TASK INSTRUCTIONS: Look through the listing below for the word "Value" and copy every line where it occurs.

EXCERPTED RECORDS:

//! Form options: countries, grades per country, inclusion needs, modes

use serde::Serialize;

/// Country code whose plans skip the normative lookup.
pub const GENERIC_COUNTRY: &str = "OTRO";

#[derive(Debug, Clone, Copy, Serialize)]
pub struct Country {
    pub id: &'static str,
    pub name: &'static str,
}

#[derive(Debug, Clone, Copy, Serialize)]
pub struct Inclusion {
    pub id: &'static str,
    pub label: &'static str,
}

pub const COUNTRIES: &[Country] = &[
    Country { id: "MX", name: "México" },
    Country { id: "CO", name: "Colombia" },
    Country { id: "AR", name: "Argentina" },
    Country { id: "ES", name: "España" },
    Country { id: "CL", name: "Chile" },
    Country { id: "PE", name: "Perú" },
    Country { id: "US", name: "EE. UU. (Español)" },
    Country { id: "CA", name: "Centroamérica" },
    Country { id: "OTRO", name: "Otro / Genérico" },
];

pub const INCLUSIONS: &[Inclusion] = &[
    Inclusion { id: "tdah", label: "TDAH" },
    Inclusion { id: "autismo", label: "Autismo / TEA" },
    Inclusion { id: "rezago", label: "Rezago Educativo" },
    Inclusion { id: "dislexia", label: "Dislexia" },
    Inclusion { id: "altas_capacidades", label: "Altas Capacidades" },
];

/// How the plan is written.
#[derive(Debug, Clone, Copy, Default, PartialEq, Eq, Serialize, serde::Deserialize)]
#[serde(rename_all = "lowercase")]
pub enum Mode {
    /// Short, classroom-ready
    #[default]
    Practical,
    /// Exhaustive normative justification for supervision visits
    Inspection,
}

const MODES: &[Mode] = &[Mode::Practical, Mode::Inspection];

const GRADES_MX: &[&str] = &[
    "Preescolar", "1° Primaria", "2° Primaria", "3° Primaria", "4° Primaria", "5° Primaria",
    "6° Primaria", "1° Secundaria", "2° Secundaria", "3° Secundaria",
    "Bachillerato / Preparatoria", "Universidad / Facultad",
];

const GRADES_CO: &[&str] = &[
    "Preescolar / Transición", "1° Primaria", "2° Primaria", "3° Primaria", "4° Primaria",
    "5° Primaria", "6° Bachillerato", "7° Bachillerato", "8° Bachillerato", "9° Bachillerato",
    "10° Media", "11° Media", "Universidad",
];

const GRADES_ES: &[&str] = &[
    "Educación Infantil", "1° Primaria", "2° Primaria", "3° Primaria", "4° Primaria",
    "5° Primaria", "6° Primaria", "1° ESO", "2° ESO", "3° ESO", "4° ESO", "1° Bachillerato",
    "2° Bachillerato", "Formación Profesional", "Universidad",
];

const GRADES_AR: &[&str] = &[
    "Nivel Inicial", "1° Grado", "2° Grado", "3° Grado", "4° Grado", "5° Grado", "6° Grado",
    "7° Grado", "1° Año Secundaria", "2° Año Secundaria", "3° Año Secundaria",
    "4° Año Secundaria", "5° Año Secundaria", "6° Año Secundaria",
    "Nivel Superior / Universitario",
];

const GRADES_CL: &[&str] = &[
    "Educación Parvularia", "1° Básico", "2° Básico", "3° Básico", "4° Básico", "5° Básico",
    "6° Básico", "7° Básico", "8° Básico", "1° Medio", "2° Medio", "3° Medio", "4° Medio",
    "Educación Superior",
];

const GRADES_US: &[&str] = &[
    "Kindergarten", "1st Grade", "2nd Grade", "3rd Grade", "4th Grade", "5th Grade",
    "6th Grade (Middle School)", "7th Grade (Middle School)", "8th Grade (Middle School)",
    "9th Grade (High School)", "10th Grade (High School)", "11th Grade (High School)",
    "12th Grade (High School)", "College / University",
];

const GRADES_GENERIC: &[&str] = &[
    "Preescolar / Inicial", "Primaria (Grados 1-3)", "Primaria (Grados 4-6)",
    "Secundaria / Media", "Bachillerato / High School", "Universidad",
];

pub fn country(id: &str) -> Option<&'static Country> {
    COUNTRIES.iter().find(|c| c.id == id)
}

pub fn inclusion(id: &str) -> Option<&'static Inclusion> {
    INCLUSIONS.iter().find(|i| i.id == id)
}

/// Grades offered for a country. Countries without their own list get the generic one.
pub fn grades(country: &str) -> &'static [&'static str] {
    match country {
        "MX" => GRADES_MX,
        "CO" => GRADES_CO,
        "ES" => GRADES_ES,
        "AR" => GRADES_AR,
        "CL" => GRADES_CL,
        "US" => GRADES_US,
        _ => GRADES_GENERIC,
    }
}

/// Everything the plan form needs, as served by `GET /api/catalog`.
pub fn to_json() -> serde_json::Value {
    let grades: serde_json::Map<String, serde_json::Value> = COUNTRIES
        .iter()
        .map(|c| (c.id.to_string(), serde_json::json!(grades(c.id))))
        .collect();
    serde_json::json!({
        "countries": COUNTRIES,
        "grades": grades,
        "inclusions": INCLUSIONS,
        "modes": MODES,
    })
}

ANSWER SPACE:
pub fn to_json() -> serde_json::Value {
    let grades: serde_json::Map<String, serde_json::Value> = COUNTRIES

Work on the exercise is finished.